However, a combination of REITs and Gold actually has done a decent job of competing with the stock market. Since 2006, the combo would have produced a cumulative return of +118.8%, which is in line with the S&P 500 return of +125.4% and well above the AGG's gain of +59.7%.

Bear Market Protection Plan?

But before we give up on the new-age alts, let's remember the other two prongs of the pitch. First, alts are supposed to provide protection during bear markets. And second, that the new-age alts should really be looked at as an alternative to bonds.

So let's go to the numbers. Unfortunately, the CS Managed Futures Index wasn't around in 2008. However, the Morningstar Multialternative and L/S Equity category benchmarks were. Below is a summary of the returns in calendar year 2008.

2008 Returns:

  • S&P 500 TR: -36.55%
  • Barclay's Aggregate Bond TR: +5.24%
  • Morningstar L/S Equity Category: -15.40%
  • Morningstar Multialternative Category: -22.14%
  • REITs/Commodities: -34.39%
  • Gold: +4.96%
  • Combination of L/S Equity, Multialternatives, REITs and Gold: -19.6%
  • 60/40 Stock/Bond: -16.02%

My apologies for bringing up the horror of 2008 again. However, my takeaways from numbers above are (a) the only classes that actually gained ground in 2008 were bonds and gold, (b) L/S Equity lost less than half the S&P, (c) the Multialternative Category lost less than the S&P but more than 60/40, and (d) a combination of L/S Equity, Multialts, REITs and Gold also lost less than the S&P but also more than 60/40.

So, as a protector against big, bad bear market, I'm going to give the new-age alternatives a grade of C-. Sure, they lost less than stocks. However, I don't think most investors would view a loss of -22.1% in 2008 for the multialt category as a "win."

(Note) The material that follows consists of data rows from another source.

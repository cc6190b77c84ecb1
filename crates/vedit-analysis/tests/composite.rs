//! Cross-file dynamic and portal detection.

mod common;

use common::{analyzer_for, create_test_project, element};
use tempfile::TempDir;

#[test]
fn test_imported_dynamic_composite() {
    let temp = TempDir::new().unwrap();
    let root = create_test_project(
        &temp,
        &[
            ("src/components/Badge.jsx", "export const Badge = ({ n }) => <span>{n}</span>;\n"),
            ("src/components/Logo.jsx", "export default function Logo() { return <img alt=\"logo\" />; }\n"),
            ("src/components/index.js", "export { Badge } from \"./Badge\";\n"),
            (
                "src/App.jsx",
                r#"import { Badge } from "./components";
import Logo from "./components/Logo";
export const App = () => <div><Badge /><Logo /></div>;
"#,
            ),
        ],
    );
    let mut analyzer = analyzer_for(&root);
    let app = analyzer.module(&root.join("src/App.jsx")).unwrap();

    assert!(analyzer.detect_dynamic_composite(&app, element(&app, "Badge")));
    assert!(!analyzer.detect_dynamic_composite(&app, element(&app, "Logo")));
}

#[test]
fn test_import_cycle_terminates() {
    let temp = TempDir::new().unwrap();
    let root = create_test_project(
        &temp,
        &[
            ("src/A.jsx", "import { B } from \"./B\";\nexport const A = wrap(B);\n"),
            ("src/B.jsx", "import { A } from \"./A\";\nexport const B = wrap(A);\n"),
            ("src/App.jsx", "import { A } from \"./A\";\nexport const App = () => <A />;\n"),
        ],
    );
    let mut analyzer = analyzer_for(&root);
    let app = analyzer.module(&root.join("src/App.jsx")).unwrap();
    assert!(!analyzer.detect_dynamic_composite(&app, element(&app, "A")));
    assert!(!analyzer.detect_portal_like(&app, element(&app, "A")));
}

#[test]
fn test_depth_cap_stops_recursion() {
    let temp = TempDir::new().unwrap();
    let root = create_test_project(
        &temp,
        &[
            ("src/L4.jsx", "export const L4 = ({ x }) => <p>{x}</p>;\n"),
            ("src/L3.jsx", "export { L4 as L3 } from \"./L4\";\n"),
            ("src/L2.jsx", "export { L3 as L2 } from \"./L3\";\n"),
            ("src/L1.jsx", "export { L2 as L1 } from \"./L2\";\n"),
            ("src/L0.jsx", "export { L1 as L0 } from \"./L1\";\n"),
            (
                "src/App.jsx",
                "import { L0 } from \"./L0\";\nimport { L2 } from \"./L2\";\nexport const App = () => <div><L0 /><L2 /></div>;\n",
            ),
        ],
    );
    // Flags are cached per export, so each chain gets a fresh session
    let check = |name: &str| {
        let mut analyzer = analyzer_for(&root);
        let app = analyzer.module(&root.join("src/App.jsx")).unwrap();
        analyzer.detect_dynamic_composite(&app, element(&app, name))
    };
    // L0 needs five files to reach markup; L2 needs three
    assert!(!check("L0"));
    assert!(check("L2"));
}

#[test]
fn test_imported_composite_portal() {
    let temp = TempDir::new().unwrap();
    let root = create_test_project(
        &temp,
        &[
            (
                "src/components/Menu.jsx",
                r#"import { Sheet, SheetContent } from "@/components/ui/sheet";
function Panel() { return <SheetContent>Links</SheetContent>; }
export default function Menu() { return <Sheet><Panel /></Sheet>; }
"#,
            ),
            ("src/components/Card.jsx", "export const Card = () => <section>Card</section>;\n"),
            (
                "src/App.jsx",
                r#"import Menu from "./components/Menu";
import { Card } from "./components/Card";
export const App = () => <div><Menu /><Card /></div>;
"#,
            ),
        ],
    );
    let mut analyzer = analyzer_for(&root);
    let app = analyzer.module(&root.join("src/App.jsx")).unwrap();

    assert!(analyzer.usage_is_composite_portal(&app, element(&app, "Menu")));
    assert!(analyzer.detect_portal_like(&app, element(&app, "Menu")));
    assert!(!analyzer.detect_portal_like(&app, element(&app, "Card")));
}
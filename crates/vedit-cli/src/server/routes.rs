use axum::Json;
use axum::body::Bytes;
use axum::extract::State;
use axum::http::{HeaderMap, StatusCode};
use axum::response::{IntoResponse, Response};
use serde_json::json;
use subtle::ConstantTimeEq;

use super::AppState;
use crate::edit::EditBatch;

const API_KEY_HEADER: &str = "x-api-key";

/// Liveness probe.
pub async fn ping() -> impl IntoResponse {
    Json(json!({
        "status": "ok",
        "time": chrono::Utc::now().to_rfc3339(),
    }))
}

/// Apply a batch of edits.
pub async fn edit_file(State(state): State<AppState>, headers: HeaderMap, body: Bytes) -> Response {
    let cors = state
        .origins
        .allowed_origin(&headers)
        .map(|origin| state.origins.response_headers(origin))
        .unwrap_or_default();

    if !api_key_matches(&headers, &state.api_key) {
        tracing::warn!("Rejected edit request with missing or wrong API key");
        return (StatusCode::UNAUTHORIZED, cors, Json(json!({ "error": "Unauthorized" }))).into_response();
    }

    let batch: EditBatch = match serde_json::from_slice(&body) {
        Ok(batch) => batch,
        Err(e) => {
            let error = format!("Invalid request body: {}", e);
            return (StatusCode::BAD_REQUEST, cors, Json(json!({ "error": error }))).into_response();
        }
    };
    if batch.changes.is_empty() {
        return (
            StatusCode::BAD_REQUEST,
            cors,
            Json(json!({ "error": "No changes provided" })),
        )
            .into_response();
    }

    let service = state.service.clone();
    match tokio::task::spawn_blocking(move || service.apply(batch.changes)).await {
        Ok(response) => (StatusCode::OK, cors, Json(response)).into_response(),
        Err(e) => {
            tracing::error!("Edit task failed: {}", e);
            (
                StatusCode::INTERNAL_SERVER_ERROR,
                cors,
                Json(json!({ "error": e.to_string() })),
            )
                .into_response()
        }
    }
}

/// Compare the `x-api-key` header against `expected` in constant time.
fn api_key_matches(headers: &HeaderMap, expected: &str) -> bool {
    headers
        .get(API_KEY_HEADER)
        .is_some_and(|provided| bool::from(provided.as_bytes().ct_eq(expected.as_bytes())))
}

/// CORS preflight for `/edit-file`.
pub async fn preflight(State(state): State<AppState>, headers: HeaderMap) -> Response {
    match state.origins.allowed_origin(&headers) {
        Some(origin) => (StatusCode::OK, state.origins.preflight_headers(origin)).into_response(),
        None => StatusCode::FORBIDDEN.into_response(),
    }
}
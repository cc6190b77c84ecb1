//! Which elements may carry metadata.

use std::path::Path;

use vedit_analysis::analyzer::OVERLAY_ROOTS;

/// Components that are never stamped: router primitives, React built-ins
/// and icons whose markup must stay untouched.
pub const EXCLUDED_COMPONENTS: &[&str] = &[
    // Routing
    "Route",
    "Routes",
    "Switch",
    "Redirect",
    "Navigate",
    "Outlet",
    "Link",
    "NavLink",
    // React
    "Fragment",
    "Suspense",
    "StrictMode",
    "ErrorBoundary",
    "Provider",
    "Consumer",
    // Primitives that measure or forward their child
    "Slot",
    "CommandInput",
    "CommandDialog",
    // Icons
    "X",
    "Check",
    "Plus",
    "Minus",
    "Search",
    "Menu",
    "Settings",
    "User",
    "Home",
    "ChevronRight",
    "ChevronLeft",
    "ChevronUp",
    "ChevronDown",
    "ArrowRight",
    "ArrowLeft",
];

/// Containers that validate their direct children.
pub const STRICT_PARENTS: &[&str] = &[
    "Routes",
    "Switch",
    "BrowserRouter",
    "Router",
    "MemoryRouter",
    "HashRouter",
];

pub fn is_excluded_component(name: &str) -> bool {
    EXCLUDED_COMPONENTS.contains(&name)
}

/// Router containers and overlay roots.
pub fn is_strict_parent(name: &str) -> bool {
    STRICT_PARENTS.contains(&name) || OVERLAY_ROOTS.contains(&name)
}

/// File name used in element identities: the base name without a
/// `.js`/`.jsx`/`.ts`/`.tsx` extension.
pub fn identity_file_name(path: &Path) -> String {
    let Some(name) = path.file_name().map(|n| n.to_string_lossy()) else {
        return "unknown".to_string();
    };
    for ext in [".tsx", ".jsx", ".ts", ".js"] {
        if let Some(stem) = name.strip_suffix(ext) {
            return stem.to_string();
        }
    }
    name.into_owned()
}

#[cfg(test)]
mod tests {
    use super::*;

    #[test]
    fn test_identity_file_name() {
        assert_eq!(identity_file_name(Path::new("/app/src/App.jsx")), "App");
        assert_eq!(identity_file_name(Path::new("src/ui/button.tsx")), "button");
        assert_eq!(identity_file_name(Path::new("data.test.js")), "data.test");
        assert_eq!(identity_file_name(Path::new("styles.css")), "styles.css");
        assert_eq!(identity_file_name(Path::new("/")), "unknown");
    }

    #[test]
    fn test_strict_parents() {
        assert!(is_strict_parent("Routes"));
        assert!(is_strict_parent("Dialog"));
        assert!(!is_strict_parent("DialogPortal"));
        assert!(!is_strict_parent("div"));
    }
}
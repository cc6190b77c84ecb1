//! Metadata annotation for JSX sources.
//!
//! The [`Annotator`] walks every element of a file, asks the
//! [`vedit_analysis::Analyzer`] where its data comes from, and stamps the
//! answer onto the opening tag as `x-*` attributes. Raw expression children
//! of native elements are wrapped in a `display: contents` span so the editor
//! can target them.
//!
//! Edits are insertions only: line numbers survive, runtime behaviour does
//! not change, and running the pass again over its own output is a no-op.
//!
//! ```no_run
//! use std::path::Path;
//! use vedit_analysis::{Analyzer, AnalyzerConfig};
//! use vedit_annotate::Annotator;
//!
//! let mut analyzer = Analyzer::new(AnalyzerConfig::new("."));
//! let mut annotator = Annotator::new(&mut analyzer);
//! let report = annotator.annotate_tree(Path::new("src"), true)?;
//! println!("stamped {} elements", report.stamped);
//! # Ok::<(), vedit_annotate::AnnotateError>(())
//! ```

pub mod annotator;
pub mod error;
pub mod meta;
pub mod rules;

pub use annotator::{Annotated, AnnotationReport, Annotator};
pub use error::{AnnotateError, Result};
pub use meta::ElementMeta;
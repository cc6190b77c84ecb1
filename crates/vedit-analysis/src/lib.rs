//! Source analysis for JSX visual editing.
//!
//! Resolves first-party module graphs and classifies every markup-embedded
//! expression by provenance: local or imported static values, component
//! props traced to their call sites, component state, computed values and
//! external names. Also answers whether a component renders dynamic markup
//! and whether a usage is portal-like.
//!
//! ```no_run
//! use vedit_analysis::{Analyzer, AnalyzerConfig};
//!
//! let mut analyzer = Analyzer::new(AnalyzerConfig::new("/path/to/frontend"));
//! let path = std::path::Path::new("/path/to/frontend/src/App.jsx");
//! if let Some(model) = analyzer.module(path) {
//!     for element in &model.elements {
//!         if let Some(expr) = element.expression_children().next() {
//!             let record = analyzer.classify_expression(&model, expr, &element.site);
//!             println!("{} line {}: {}", model.path.display(), element.line, record.kind());
//!         }
//!     }
//! }
//! ```

pub mod analyzer;
pub mod cache;
pub mod config;
pub mod error;
pub mod model;
pub mod provenance;
pub mod resolver;

pub use analyzer::{Analyzer, ExportInfo, PropKey, PropSource, is_portalish_name, is_slot_parent};
pub use cache::ModuleCache;
pub use config::{AnalyzerConfig, DEFAULT_MAX_DEPTH, MAX_FILE_SIZE, MaxDepth, ResolveResult};
pub use error::{AnalysisError, Result};
pub use model::{ModuleModel, lower_source};
pub use provenance::{ArrayContext, Provenance, SourceType, ValueType};
pub use resolver::ModuleResolver;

New-Age Alts vs. Tactical Risk Management Strategies

My big takeaways from the analysis of new-age alternatives as a protector against bear markets are (a) the results are not exactly compelling and (b) that risk management strategies are probably better suited for the job.

Generally speaking, protecting against the downside of the stock market is what most of these tactical risk management strategies are DESIGNED to do. And frankly, 2008 is what most of these strategies are benchmarked against. I.E. If they can't protect in 2008, why bother?

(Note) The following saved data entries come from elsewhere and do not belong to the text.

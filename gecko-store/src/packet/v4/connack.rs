use bytes::{BufMut, Bytes, BytesMut};

use crate::packet::{self, Error};

use super::FixedHeader;

/// 连接返回码
#[derive(Debug, Copy, Clone, PartialEq, Eq)]
#[repr(u8)]
pub enum ConnectReturnCode {
    /// 成功
    Success = 0,
    /// 服务器不支持协议版本
    RefusedProtocolVersion,
    /// 客户端id不合法，比如长度超过 23 个字符，包含了不允许的字符等
    BadClientId,
    /// 服务器不可用
    ServiceUnavailable,
    /// 错误的用户名或密码
    BadUserNamePassword,
    /// 未授权
    NotAuthorized,
}

impl TryFrom<u8> for ConnectReturnCode {
    type Error = Error;

    fn try_from(value: u8) -> Result<Self, Self::Error> {
        match value {
            0 => Ok(ConnectReturnCode::Success),
            1 => Ok(ConnectReturnCode::RefusedProtocolVersion),
            2 => Ok(ConnectReturnCode::BadClientId),
            3 => Ok(ConnectReturnCode::ServiceUnavailable),
            4 => Ok(ConnectReturnCode::BadUserNamePassword),
            5 => Ok(ConnectReturnCode::NotAuthorized),
            code => Err(Error::InvalidConnectReturnCode(code)),
        }
    }
}

#[derive(Debug, Clone, PartialEq, Eq)]
pub struct ConnAck {
    /// 用于标识在 Broker 上是否已存在该 Client的持久性会话
    pub session_present: bool,
    /// 连接返回码
    pub code: ConnectReturnCode,
}

impl ConnAck {
    pub fn new(code: ConnectReturnCode, session_present: bool) -> Self {
        ConnAck {
            session_present,
            code,
        }
    }

    /// 报文长度
    fn len(&self) -> usize {
        // sesssion present + code
        1 + 1
    }

    pub fn read(fixed_header: FixedHeader, mut stream: Bytes) -> Result<Self, Error> {
        if fixed_header.remaining_len != 2 {
            return Err(Error::MalformedPacket);
        }

        let flags = packet::read_u8(&mut stream)?;
        // 只有最低位有意义，其余为保留位
        if flags & 0b1111_1110 != 0 {
            return Err(Error::MalformedPacket);
        }
        let code = ConnectReturnCode::try_from(packet::read_u8(&mut stream)?)?;

        Ok(ConnAck::new(code, flags == 1))
    }

    pub fn write(&self, stream: &mut BytesMut) -> Result<(), Error> {
        stream.put_u8(0x20);

        let len = self.len();
        packet::write_remaining_length(stream, len)?;
        stream.put_u8(self.session_present as u8);
        stream.put_u8(self.code as u8);

        Ok(())
    }
}
use bytes::{BufMut, Bytes, BytesMut};

use crate::packet::{self, Error};

use super::FixedHeader;

#[derive(Debug, Clone, PartialEq, Eq)]
pub struct UnsubAck {
    /// 包 id
    pub packet_id: u16,
}

impl UnsubAck {
    pub fn read(fixed_header: FixedHeader, mut stream: Bytes) -> Result<Self, Error> {
        if fixed_header.remaining_len != 2 {
            return Err(Error::MalformedPacket);
        }

        Ok(Self {
            packet_id: packet::read_u16(&mut stream)?,
        })
    }

    pub fn write(&self, stream: &mut BytesMut) -> Result<(), Error> {
        stream.put_slice(&[0xB0, 0x02]);
        stream.put_u16(self.packet_id);
        Ok(())
    }
}
//! 存储 key 的约定：报文方向 + 包 id，如 `o.12` 表示发出的 12 号报文

use std::{fmt, str::FromStr};

/// 报文方向
#[derive(Debug, Clone, Copy, PartialEq, Eq, Hash)]
pub enum Direction {
    /// 从服务端收到的报文
    Inbound,
    /// 发送给服务端的报文
    Outbound,
}

impl Direction {
    fn prefix(&self) -> &'static str {
        match self {
            Direction::Inbound => "i",
            Direction::Outbound => "o",
        }
    }
}

#[derive(Debug, Clone, Copy, PartialEq, Eq, Hash)]
pub struct PacketKey {
    pub direction: Direction,
    pub packet_id: u16,
}

impl PacketKey {
    pub fn inbound(packet_id: u16) -> Self {
        Self {
            direction: Direction::Inbound,
            packet_id,
        }
    }

    pub fn outbound(packet_id: u16) -> Self {
        Self {
            direction: Direction::Outbound,
            packet_id,
        }
    }
}

impl fmt::Display for PacketKey {
    fn fmt(&self, f: &mut fmt::Formatter<'_>) -> fmt::Result {
        write!(f, "{}.{}", self.direction.prefix(), self.packet_id)
    }
}

#[derive(Debug, thiserror::Error)]
#[error("Malformed packet key: {0:?}")]
pub struct ParseKeyError(String);

impl FromStr for PacketKey {
    type Err = ParseKeyError;

    fn from_str(s: &str) -> Result<Self, Self::Err> {
        let err = || ParseKeyError(s.into());
        let (prefix, id) = s.split_once('.').ok_or_else(err)?;
        let direction = match prefix {
            "i" => Direction::Inbound,
            "o" => Direction::Outbound,
            _ => return Err(err()),
        };
        // 只接受 Display 输出的形式，不允许符号和前导 0
        let canonical = !id.is_empty()
            && id.bytes().all(|b| b.is_ascii_digit())
            && (id == "0" || !id.starts_with('0'));
        if !canonical {
            return Err(err());
        }
        let packet_id = id.parse::<u16>().map_err(|_| err())?;

        Ok(Self {
            direction,
            packet_id,
        })
    }
}
use bytes::{Buf, BufMut, Bytes, BytesMut};

use crate::packet::{self, Error};

#[derive(Debug, Clone, PartialEq, Eq)]
pub struct Unsubscribe {
    /// 包 id
    pub packet_id: u16,
    /// 取消订阅的主题
    pub filters: Vec<String>,
}

impl Unsubscribe {
    fn len(&self) -> usize {
        2 + self.filters.iter().map(|f| 2 + f.len()).sum::<usize>()
    }

    pub fn read(mut stream: Bytes) -> Result<Self, Error> {
        let packet_id = packet::read_u16(&mut stream)?;
        let mut filters = Vec::with_capacity(1);

        while stream.has_remaining() {
            filters.push(packet::read_string(&mut stream)?);
        }

        if filters.is_empty() {
            return Err(Error::PayloadRequired);
        }

        Ok(Self { packet_id, filters })
    }

    pub fn write(&self, stream: &mut BytesMut) -> Result<(), Error> {
        if self.filters.is_empty() {
            return Err(Error::PayloadRequired);
        }

        stream.put_u8(0xA2);
        packet::write_remaining_length(stream, self.len())?;
        stream.put_u16(self.packet_id);
        for filter in self.filters.iter() {
            packet::write_string(stream, filter)?;
        }
        Ok(())
    }
}
//! mqtt 控制报文编解码
//! 只负责报文与字节之间的转换，不包含任何协议运行时逻辑

use bytes::{Buf, BufMut, Bytes, BytesMut};

pub mod v4;

pub use v4::{Packet, PacketType};

const PAYLOAD_MAX_LENGTH: usize = 268_435_455;

#[derive(Debug, thiserror::Error)]
pub enum Error {
    #[error("Invalid packet type: {0}")]
    InvalidPacketType(u8),
    #[error("Malformed packet")]
    MalformedPacket,
    #[error("At least {0} more bytes required")]
    InsufficientBytes(usize),
    #[error("Malformed UTF-8 string")]
    MalformedString,
    #[error("Invalid protocol")]
    InvalidProtocol,
    #[error("Invalid protocol level: {0}")]
    InvalidProtocolLevel(u8),
    #[error("Incorrect packet format")]
    IncorrectPacketFormat,
    #[error("Invalid QoS: {0}")]
    InvalidQoS(u8),
    #[error("Invalid connect return code: {0}")]
    InvalidConnectReturnCode(u8),
    #[error("Invalid subscribe reason code: {0}")]
    InvalidSubscribeReasonCode(u8),
    #[error("Payload required")]
    PayloadRequired,
    #[error("Payload too large")]
    PayloadTooLarge,
    #[error("Miss packet id")]
    MissPacketId,
    #[error("Invalid publish topic")]
    InvalidPublishTopic,
    #[error("Invalid subscribe filter")]
    InvalidSubscribeFilter,
    #[error("String too long: {0} bytes")]
    StringTooLong(usize),
}

/// 服务质量
#[repr(u8)]
#[derive(Debug, Clone, Copy, PartialEq, Eq, PartialOrd, Ord)]
#[allow(clippy::enum_variant_names)]
pub enum QoS {
    AtMostOnce = 0,
    AtLeastOnce,
    ExactlyOnce,
}

impl TryFrom<u8> for QoS {
    type Error = Error;

    fn try_from(value: u8) -> Result<Self, Self::Error> {
        match value {
            0 => Ok(QoS::AtMostOnce),
            1 => Ok(QoS::AtLeastOnce),
            2 => Ok(QoS::ExactlyOnce),
            qos => Err(Error::InvalidQoS(qos)),
        }
    }
}

/// 读取多个字节
fn read_bytes(stream: &mut Bytes) -> Result<Bytes, Error> {
    // 后续可取出的字节的长度
    let len = read_u16(stream)? as usize;

    if len > stream.len() {
        return Err(Error::MalformedPacket);
    }

    Ok(stream.split_to(len))
}

fn read_string(stream: &mut Bytes) -> Result<String, Error> {
    let s = read_bytes(stream)?;
    String::from_utf8(s.to_vec()).map_err(|_| Error::MalformedString)
}

fn read_u16(stream: &mut Bytes) -> Result<u16, Error> {
    if stream.len() < 2 {
        return Err(Error::MalformedPacket);
    }

    Ok(stream.get_u16())
}

fn read_u8(stream: &mut Bytes) -> Result<u8, Error> {
    if stream.is_empty() {
        return Err(Error::MalformedPacket);
    }
    Ok(stream.get_u8())
}

fn write_remaining_length(stream: &mut BytesMut, len: usize) -> Result<usize, Error> {
    if len > PAYLOAD_MAX_LENGTH {
        return Err(Error::PayloadTooLarge);
    }

    let mut done = false;
    let mut x = len;
    let mut count = 0;

    while !done {
        let mut byte = (x % 128) as u8;
        x /= 128;
        if x > 0 {
            byte |= 128;
        }

        stream.put_u8(byte);
        count += 1;
        done = x == 0;
    }

    Ok(count)
}

fn write_bytes(stream: &mut BytesMut, bytes: &[u8]) -> Result<(), Error> {
    let len = u16::try_from(bytes.len()).map_err(|_| Error::StringTooLong(bytes.len()))?;
    stream.put_u16(len);
    stream.extend_from_slice(bytes);
    Ok(())
}

fn write_string(stream: &mut BytesMut, string: &str) -> Result<(), Error> {
    write_bytes(stream, string.as_bytes())
}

Everybody knows that a risk management strategy is a little like homeowners insurance. It is great to have when the block burns down but it does come at a cost, which has traditionally been a degree of underperformance to the upside when compared to the stock market.

For me, the bottom line here is the performance of the new-age alts has been woefully short of the stock market and they have not done a great job of protecting against the downside in stocks. Yes, my sample size is small. And yes, next time could very well be different. But my point is that if you are looking for an alternative to equities that also attempts to protect against the really big, really bad bear markets, there are other approaches that might make more sense. Well, to me, anyway.

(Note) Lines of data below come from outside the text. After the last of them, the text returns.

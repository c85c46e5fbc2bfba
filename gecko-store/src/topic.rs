//! 主题与订阅过滤器

/// 过滤器是否含有通配符
pub fn filter_has_wildcards(filter: &str) -> bool {
    filter.contains('+') || filter.contains('#')
}

pub fn valid_publish_topic(topic: &str) -> bool {
    !topic.is_empty() && !filter_has_wildcards(topic)
}

pub fn valid_subscribe_filter(filter: &str) -> bool {
    // 不可以订阅空 filter
    if filter.is_empty() {
        return false;
    }

    let filters = filter.split('/').collect::<Vec<&str>>();
    if let Some((last, remaining)) = filters.split_last() {
        for entry in remaining.iter() {
            // # 字符只能在最后一位
            if entry.contains('#') {
                return false;
            }
            // + 字符必须独占一个层级
            if entry.len() != 1 && entry.contains('+') {
                return false;
            }
        }

        // 最后一位的 # 字符必须跟在 '/' 后面
        if last.len() != 1 && (last.contains('#') || last.contains('+')) {
            return false;
        }
    }

    true
}

/// 匹配发布消息使用的 topic 和 订阅的 filter
pub fn matches(topic: &str, filter: &str) -> bool {
    // 以 $ 开头的 topic 不能被首层通配符匹配，如 $SYS 只能被 $SYS/... 订阅
    if topic.starts_with('$') && (filter.starts_with('+') || filter.starts_with('#')) {
        return false;
    }
    let mut topics = topic.split('/');
    let filters = filter.split('/');

    for f in filters {
        // # 字符匹配所有子级
        if f == "#" {
            return true;
        }

        let top = topics.next();
        match top {
            // + 字符直接匹配这一层
            Some(_) if f == "+" => continue,
            // 没有通配符，必须完全匹配
            Some(t) if f != t => return false,
            Some(_) => continue,
            // topic 层级不够了
            None => return false,
        }
    }

    // filter 层级不够了
    topics.next().is_none()
}

#[cfg(test)]
mod tests {
    use super::*;

    #[test]
    fn subscribe_filter_validation() {
        assert!(valid_subscribe_filter("#"));
        assert!(valid_subscribe_filter("a/+/c"));
        assert!(valid_subscribe_filter("$SYS/brokers/+/stats/#"));
        assert!(!valid_subscribe_filter(""));
        assert!(!valid_subscribe_filter("a/#/c"));
        assert!(!valid_subscribe_filter("a/b#"));
        assert!(!valid_subscribe_filter("a/b+/c"));
    }

    #[test]
    fn wildcard_matching() {
        assert!(matches("a/b/c", "a/+/c"));
        assert!(matches("a/b/c", "a/#"));
        assert!(matches("a", "a/#"));
        assert!(!matches("a/b", "a/+/c"));
        assert!(!matches("a/b/c", "a/b"));
    }

    #[test]
    fn sys_topics_need_explicit_prefix() {
        let topic = "$SYS/brokers/emq@127.0.0.1/stats/clients/count";
        assert!(!matches(topic, "#"));
        assert!(!matches(topic, "+/brokers/#"));
        assert!(matches(topic, "$SYS/#"));
        assert!(matches(topic, "$SYS/brokers/+/stats/clients/count"));
    }
}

Next week, we'll continue our exploration by looking at alts as bond alternatives and giving some thought to the idea that "50/30/20 is the new 60/40."

Current Market Drivers

We strive to identify the driving forces behind the market action on a daily basis. The thinking is that if we can both identify and understand why stocks are doing what they are doing on a short-term basis; we are not likely to be surprised/blind-sided by a big move. Listed below are what we believe to be the driving forces of the current market (Listed in order of importance).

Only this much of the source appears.